Tillering is a major determinant of rice plant architecture and grain yield. Here, we report that depletion of rice OsNRPD1a and OsNRPD1b, two orthologs of the largest subunit of RNA polymerase IV, leads to a high-tillering phenotype, in addition to dwarfism and smaller panicles. OsNRPD1a and OsNRPD1b are required for the production of 24-nt small interfering RNAs that direct DNA methylation at transposable elements (TEs) including miniature inverted-repeat TEs (MITEs). Interestingly, many genes are regulated either positively or negatively by TE methylation. Among them, OsMIR156d and OsMIR156j, which promote rice tillering, are repressed by CHH methylation at two MITEs in the promoters. By contrast, D14, which suppresses rice tillering, is activated by CHH methylation at an MITE in its downstream. Our findings reveal regulation of rice tillering by RNA-directed DNA methylation at MITEs and provide potential targets for agronomic trait enhancement through epigenome editing.

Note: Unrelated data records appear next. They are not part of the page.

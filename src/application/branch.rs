//! Stage Branch Promotion
//!
//! Moves a stage branch to the tip of a source branch (normally `master`)
//! and pushes it, so the hosts fetch what was just merged. Runs git in the
//! local checkout through a [`RemoteShell`] pointed at this machine.

use crate::domain::ports::{shell_quote, RemoteCommand, RemoteShell};
use crate::error::{StagehandError, StagehandResult};

/// How the stage branch catches up with the source branch
#[derive(Debug, Clone, Copy, PartialEq, Eq, Default)]
pub enum MergeMode {
    /// `git merge --ff-only`; refuses diverged history
    #[default]
    FastForward,
    /// `git reset --hard` and a forced push
    Hard,
}

pub struct BranchPromotion<'a> {
    git: &'a dyn RemoteShell,
    checkout: String,
}

impl<'a> BranchPromotion<'a> {
    /// `checkout` is the working tree git runs in.
    pub fn new(git: &'a dyn RemoteShell, checkout: impl Into<String>) -> Self {
        Self {
            git,
            checkout: checkout.into(),
        }
    }

    fn run(&self, script: String) -> StagehandResult<String> {
        self.git
            .run(&RemoteCommand::new(script).in_dir(self.checkout.clone()))
            .map(|out| out.stdout)
            .map_err(|e| StagehandError::from_shell(self.git.target(), e))
    }

    /// Point `stage_branch` at `source` and push it.
    ///
    /// The checkout must be on `source` with a clean working tree. It is
    /// left on `source` afterwards, also when a step fails.
    pub fn promote(&self, source: &str, stage_branch: &str, mode: MergeMode) -> StagehandResult<()> {
        let current = self.run("git symbolic-ref --short HEAD".to_string())?;
        let current = current.trim();
        if current != source {
            return Err(StagehandError::BranchNotReady {
                branch: stage_branch.to_string(),
                reason: format!("on branch {}; should be on branch {}", current, source),
            });
        }
        if !self.run("git status --porcelain".to_string())?.trim().is_empty() {
            return Err(StagehandError::BranchNotReady {
                branch: stage_branch.to_string(),
                reason: "working directory is not clean".to_string(),
            });
        }

        self.run(format!("git checkout {}", shell_quote(stage_branch)))?;
        let moved = self.move_and_push(source, mode);
        let back = self.run(format!("git checkout {}", shell_quote(source)));
        moved?;
        back?;

        tracing::info!(from = %source, branch = %stage_branch, ?mode, "stage branch updated");
        Ok(())
    }

    fn move_and_push(&self, source: &str, mode: MergeMode) -> StagehandResult<()> {
        let source = shell_quote(source);
        match mode {
            MergeMode::FastForward => {
                self.run(format!("git merge --ff-only {}", source))?;
                self.run("git push".to_string())?;
            }
            MergeMode::Hard => {
                self.run(format!("git reset --hard {}", source))?;
                self.run("git push -f".to_string())?;
            }
        }
        Ok(())
    }
}
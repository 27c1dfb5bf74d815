//! Property tests for Stagehand.
//!
//! Properties use randomized input generation to explore edge cases and
//! protect invariants like "never panics" and "round-trips".
//!
//! Run with: `cargo test --test properties`

#[path = "properties/host_table.rs"]
mod host_table;

#[path = "properties/retention.rs"]
mod retention;
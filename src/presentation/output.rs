//! Output Rendering
//!
//! Text and JSON forms of command results. Renderers return strings; the
//! binary decides where they go.

use serde_json::{json, Value};

use crate::application::{DeployReport, PruneReport};
use crate::domain::entities::{HostRecord, HostSet};
use crate::domain::services::format_host_table;
use crate::domain::value_objects::ReleaseId;

/// Output format for rendering
#[derive(Debug, Clone, Copy, PartialEq, Eq, Default)]
pub enum OutputFormat {
    /// Human-readable text output
    #[default]
    Text,
    /// JSON output for scripting
    Json,
}

impl OutputFormat {
    pub fn from_json_flag(json: bool) -> Self {
        if json {
            OutputFormat::Json
        } else {
            OutputFormat::Text
        }
    }
}

/// Selected records, in the same tabular form as the hosts file.
pub fn render_hosts(records: &[HostRecord], format: OutputFormat) -> String {
    match format {
        OutputFormat::Text => {
            let set: HostSet = records.iter().cloned().collect();
            format_host_table(&set)
        }
        OutputFormat::Json => {
            let rows: Vec<Value> = records
                .iter()
                .map(|r| {
                    json!({
                        "instance_id": r.instance_id,
                        "stage": r.stage,
                        "role": r.role,
                        "host": r.host,
                        "name": r.name,
                    })
                })
                .collect();
            format!("{}\n", Value::Array(rows))
        }
    }
}

/// Releases on one host, oldest first; the live one is starred.
pub fn render_releases(
    host: &str,
    releases: &[ReleaseId],
    current: Option<&ReleaseId>,
    format: OutputFormat,
) -> String {
    match format {
        OutputFormat::Text => {
            let mut out = format!("{}\n", host);
            if releases.is_empty() {
                out.push_str("  (no releases)\n");
            }
            for release in releases {
                let marker = if Some(release) == current { "*" } else { " " };
                out.push_str(&format!("  {} {}\n", marker, release));
            }
            out
        }
        OutputFormat::Json => {
            let value = json!({
                "host": host,
                "releases": releases.iter().map(ReleaseId::as_str).collect::<Vec<_>>(),
                "current": current.map(ReleaseId::as_str),
            });
            format!("{}\n", value)
        }
    }
}

pub fn render_prune(host: &str, report: &PruneReport, format: OutputFormat) -> String {
    match format {
        OutputFormat::Text => {
            let mut out = format!(
                "{}: kept {}, removed {}\n",
                host,
                report.kept.len(),
                report.removed.len()
            );
            for release in &report.removed {
                out.push_str(&format!("  - {}\n", release));
            }
            if let Some(protected) = &report.protected {
                out.push_str(&format!("  ! {} is live, left in place\n", protected));
            }
            for (release, error) in &report.failed {
                out.push_str(&format!("  ! {} could not be removed: {}\n", release, error));
            }
            out
        }
        OutputFormat::Json => {
            let value = json!({
                "host": host,
                "kept": report.kept.iter().map(ReleaseId::as_str).collect::<Vec<_>>(),
                "removed": report.removed.iter().map(ReleaseId::as_str).collect::<Vec<_>>(),
                "protected": report.protected.as_ref().map(ReleaseId::as_str),
                "failed": report
                    .failed
                    .iter()
                    .map(|(id, err)| json!({ "release": id.as_str(), "error": err }))
                    .collect::<Vec<_>>(),
            });
            format!("{}\n", value)
        }
    }
}

/// Closing summary of a deploy run (text only; `--json` runs stream events).
pub fn render_deploy_summary(stage: &str, report: &DeployReport) -> String {
    let mut out = String::new();
    if report.is_success() {
        out.push_str(&format!(
            "Deployed {} to {} host(s)\n",
            stage,
            report.succeeded()
        ));
    } else {
        out.push_str(&format!(
            "Deploy to {} failed: {} succeeded, {} failed, {} not attempted\n",
            stage,
            report.succeeded(),
            report.failed(),
            report.not_attempted.len()
        ));
    }
    for outcome in &report.outcomes {
        match &outcome.result {
            Ok(release) => out.push_str(&format!("  ok     {}  {}\n", outcome.host, release)),
            Err(err) => out.push_str(&format!("  FAILED {}  {}\n", outcome.host, err)),
        }
    }
    for host in &report.not_attempted {
        out.push_str(&format!("  skip   {}\n", host));
    }
    out
}

#[cfg(test)]
mod tests {
    use super::*;
    use crate::application::HostOutcome;
    use crate::domain::value_objects::PipelineStage;
    use crate::error::StagehandError;

    fn id(s: &str) -> ReleaseId {
        ReleaseId::parse(s).unwrap()
    }

    #[test]
    fn releases_text_marks_current() {
        let releases = vec![id("20240501120000"), id("20240502120000")];
        let out = render_releases(
            "app-1.example.com",
            &releases,
            Some(&releases[1]),
            OutputFormat::Text,
        );
        assert_eq!(
            out,
            "app-1.example.com\n    20240501120000\n  * 20240502120000\n"
        );
    }

    #[test]
    fn releases_json_has_current() {
        let releases = vec![id("20240501120000")];
        let out = render_releases("h", &releases, None, OutputFormat::Json);
        let value: Value = serde_json::from_str(&out).unwrap();
        assert_eq!(value["releases"][0], "20240501120000");
        assert!(value["current"].is_null());
    }

    #[test]
    fn hosts_json_is_an_array_of_records() {
        let records = vec![HostRecord::new("i-1", "staging", "app", "i-1.example.com")];
        let out = render_hosts(&records, OutputFormat::Json);
        let value: Value = serde_json::from_str(&out).unwrap();
        assert_eq!(value[0]["role"], "app");
        assert_eq!(value[0]["host"], "i-1.example.com");
    }

    #[test]
    fn prune_text_reports_protected_and_failures() {
        let report = PruneReport {
            kept: vec![id("20240505000000")],
            removed: vec![id("20240501000000")],
            protected: Some(id("20240502000000")),
            failed: vec![(id("20240503000000"), "permission denied".to_string())],
        };
        let out = render_prune("h", &report, OutputFormat::Text);
        assert!(out.starts_with("h: kept 1, removed 1\n"));
        assert!(out.contains("20240502000000 is live"));
        assert!(out.contains("permission denied"));
    }

    #[test]
    fn deploy_summary_lists_failures_and_skips() {
        let report = DeployReport {
            outcomes: vec![
                HostOutcome {
                    host: "a".to_string(),
                    result: Ok(id("20240501120000")),
                },
                HostOutcome {
                    host: "b".to_string(),
                    result: Err(StagehandError::Cancelled {
                        stage: PipelineStage::Built,
                    }),
                },
            ],
            not_attempted: vec!["c".to_string()],
        };
        let out = render_deploy_summary("staging", &report);
        assert!(out.starts_with("Deploy to staging failed: 1 succeeded, 1 failed, 1 not attempted"));
        assert!(out.contains("  FAILED b"));
        assert!(out.contains("  skip   c"));
    }
}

分iller是决定水稻植株结构和谷物产量的主要因素。在这里，我们报道说，水稻矮化OsNRPD1a和OsNRPD1b是RNA聚合酶IV的最大亚基的两个直系同源基因，除了矮化和较小的穗外，还导致了高分iller的表型。OsNRPD1a和OsNRPD1b是生产24 nt小干扰RNA所必需的，这些小RNA指导DNA甲基化到包括微型反向重复TEs（MITEs）在内的转座因子（TEs）上。有趣的是，许多基因受到TE甲基化的正调控或负调控。其中，促进水稻分till的OsMIR156d和OsMIR156j被启动子中两个MITE处的CHH甲基化所抑制。相比之下，D14CHH甲基化在其下游的MITE处激活，从而抑制水稻分till。我们的发现揭示了MITE处RNA定向DNA甲基化对水稻分till的调控，并为通过表观基因组编辑提高农艺性状提供了潜在的靶标。